For human related modelling, do artists and tools observe the golden ratio for appealing main characters ?

(Laa Yosh should be able to school us better now. :p)
 
May be more interesting to steer the discussion towards the 'hows' rather than 'whether' (How good, how terrible, how do they work).
I have tried! I've asked for ideas from to doubters but they just want to say nothing's going to work. Laa-Yosh only took one attempt to explore what needs to change to improve procedural content. One problem is convincing people it can be done, as once convinced they'll start looking into it. Although typically progress comes against common belief, and it'll be some fringe development that breaks new ground against common wisdom.

For human related modelling, do artists and tools observe the golden ratio for appealing main characters ?
AFAIA the golden ratio has been pretty much debunked, as the actual variance with proportions makes for quite a wide range of ratios fitting within the so-called 'golden ratio'. Beauty is in the eye of the beholder. ;) A good artist can go by eye. A procedural system could take a default human proportion and scale it accordingly, like EA's sports games.

I think a major problem is how to get procedural content to include the performance optimisations an artist can make. An artist's model can have just the right vertices in just the right places, whereas a mesh intended for deforming would have to be more densely populated. i think cars are a good example here. The fundamental design of any hatchback is the same, just shifting the window shapes and positions a little, adding a crease here or there, etc. But a single generic car that can be deformed to a dozen different models and still preserve texture fidelity all over and have the crease in the right place is going to be hard. As is joining models (a subject brought up earlier this gen regards high order surfaces) at seams.
 
Anyway, I'd be happy to see any good procedural tools that really work well, I really hate 12-hour days and 6-day weeks. But there's a level of quality we're expected to reach and it is impossible to do with these tools
Expected by whom exactly? Quality/quantity is a balance ... the industry is not producing the quantity I expect them to reach either (DA2). If quality has to suffer a bit, so be it.
 
. i think cars are a good example here. The fundamental design of any hatchback is the same, just shifting the window shapes and positions a little, adding a crease here or there, etc. But a single generic car that can be deformed to a dozen different models and still preserve texture fidelity all over and have the crease in the right place is going to be hard. As is joining models (a subject brought up earlier this gen regards high order surfaces) at seams.

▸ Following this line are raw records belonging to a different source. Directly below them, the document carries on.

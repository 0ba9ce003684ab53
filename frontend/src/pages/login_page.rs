use common::auth::{AuthOutcome, LoginRequest};
use dioxus::logger::tracing::{info, warn};
use dioxus::prelude::*;

use crate::api::auth_api::login;
use crate::components::auth_form::{AuthCard, AuthInput, GENERIC_FORM_ERROR};
use crate::data_definitions::session::use_session;
use crate::routes::Route;

#[component]
pub fn LoginPage() -> Element {
    let mut session = use_session();
    let username = use_signal(String::new);
    let password = use_signal(String::new);
    let mut error = use_signal(|| None::<String>);
    let mut busy = use_signal(|| false);

    let submit = move |_: ()| {
        let request = LoginRequest { username: username.read().clone(), password: password.read().clone() };
        busy.set(true);
        error.set(None);
        spawn(async move {
            match login(request).await {
                Ok(AuthOutcome::SignedIn { token, username }) => {
                    info!("signed in as {username}");
                    session.sign_in(token);
                    navigator().replace(Route::restaurants_page(None));
                }
                Ok(AuthOutcome::Rejected { message }) => error.set(Some(message)),
                Err(e) => {
                    warn!("login failed: {e}");
                    error.set(Some(GENERIC_FORM_ERROR.to_string()));
                }
            }
            busy.set(false);
        });
    };

    rsx! {
        Title { "Restaurant Finder - Login" }
        AuthCard {
            title: "Login",
            submit_label: "Login",
            error,
            busy,
            on_submit: submit,
            footer: rsx! {
                "Don't have an account? "
                Link { to: Route::SignupPage {}, "Sign up" }
            },
            AuthInput { label: "Username", input_type: "text", value: username }
            AuthInput { label: "Password", input_type: "password", value: password }
        }
    }
}
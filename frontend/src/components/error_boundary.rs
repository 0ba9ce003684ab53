//! Error boundaries for render failures.

use dioxus::prelude::*;

#[component]
pub fn GlobalErrorBoundary(boundary_name: ReadSignal<String>, children: Element) -> Element {
    rsx! {
        ErrorBoundary {
            handle_error: move |err: ErrorContext| {
                dioxus::logger::tracing::error!("render failure in {boundary_name}: {err:?}");
                rsx! {
                    div {
                        style: "display:flex; flex-direction:column; gap: 12px; padding: 24px;",
                        h1 {
                            style: "color:#B91C1C; font-size: 40px; margin: 0;",
                            "Something went wrong"
                        }
                        p {
                            style: "color:#7F1D1D; font-size: 18px;",
                            "Boundary: {boundary_name}"
                        }
                        a {
                            href: "/",
                            style: "color:#0288d1; font-size: 18px;",
                            "Back to the restaurant finder"
                        }
                        pre {
                            style: "color:black; border: 1px solid #B91C1C; padding: 10px; border-radius: 5px; text-wrap: auto;",
                            "{err:#?}"
                        }
                    }
                }
            },
            children
        }
    }
}

/// Keeps a failing panel from taking the whole page down.
#[component]
pub fn ComponentErrorBoundary(children: Element) -> Element {
    rsx! {
        ErrorBoundary {
            handle_error: |err: ErrorContext| {
                let error_txt = match err.error() {
                    Some(e) => format!("{:#?}", e.0),
                    None => "Unknown error".to_string(),
                };
                rsx! {
                    ComponentErrorDisplay {
                        error_txt,
                        button {
                            style: "color:#0288d1; font-size: 16px; border: 1px solid #0288d1; padding: 6px 12px; border-radius: 5px; background: white; cursor: pointer;",
                            onclick: move |_| err.clear_errors(),
                            "Try Again"
                        }
                    }
                }
            },
            div {
                width: "100%",
                height: "100%",
                {children}
            }
        }
    }
}

#[component]
pub fn ComponentErrorDisplay(error_txt: ReadSignal<String>, children: Element) -> Element {
    rsx! {
        div {
            width: "100%",
            display: "flex",
            flex_direction: "column",
            align_items: "center",
            justify_content: "center",
            gap: "8px",

            h2 {
                style: "color:#B91C1C; font-size: 24px; margin: 0;",
                "Panel Error",
            }
            pre {
                style: "color:#7F1D1D; border: 1px solid #B91C1C; padding: 10px; border-radius: 5px; text-wrap: auto; max-width: 500px; max-height: 300px; overflow-y: auto;",
                "{error_txt}"
            }
            {children}
        }
    }
}
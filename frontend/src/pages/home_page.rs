use dioxus::prelude::*;

use crate::components::suspend_boundary::LoadingIndicator;
use crate::data_definitions::session::use_session;
use crate::routes::Route;

/// `/` forwards to the restaurant page or to the login form.
#[component]
pub fn HomePage() -> Element {
    let session = use_session();
    use_effect(move || {
        if !session.is_restored() {
            return;
        }
        if session.is_authenticated() {
            navigator().replace(Route::restaurants_page(None));
        } else {
            navigator().replace(Route::LoginPage {});
        }
    });
    rsx! {
        Title { "Restaurant Finder" }
        LoadingIndicator {}
    }
}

I think any solution that tries to treat the problem as just Mesh generation is doomed to fail.
You need to understand the semantics of the components that make up a car and their relationships to each other, if you can come up with a compact definition of a car, that's rich enough to build a model from, the rest is more or less a solved problem, given a large enough sampling of what good looks like.

There are a lot of research papers on all of this, I read a paper 10 years ago on a "language" to describe buildings, and using it to generate procedural cities. I wanted to play around with the idea for a PS2 game that was starting development at the time, the idea being to pass the description to the VU and have it build the model, but the game was canned before we looked at any real technology.

The biggest issue when you look at all these approaches is they are too specific, the cost becomes engineering or training models to produce what you want instead of having artists generate them. It's unclear to me today that for most games, it's a cost saving and you pay the penalty of having no artwork until your done with the engineering/training.

I don't think it's insoluble, I just don't think the obvious financial justification is there to justify the investment.

Someone will do it, because they have to and everyone else will copy.
 
I don't think it's insoluble, I just don't think the obvious financial justification is there to justify the investment.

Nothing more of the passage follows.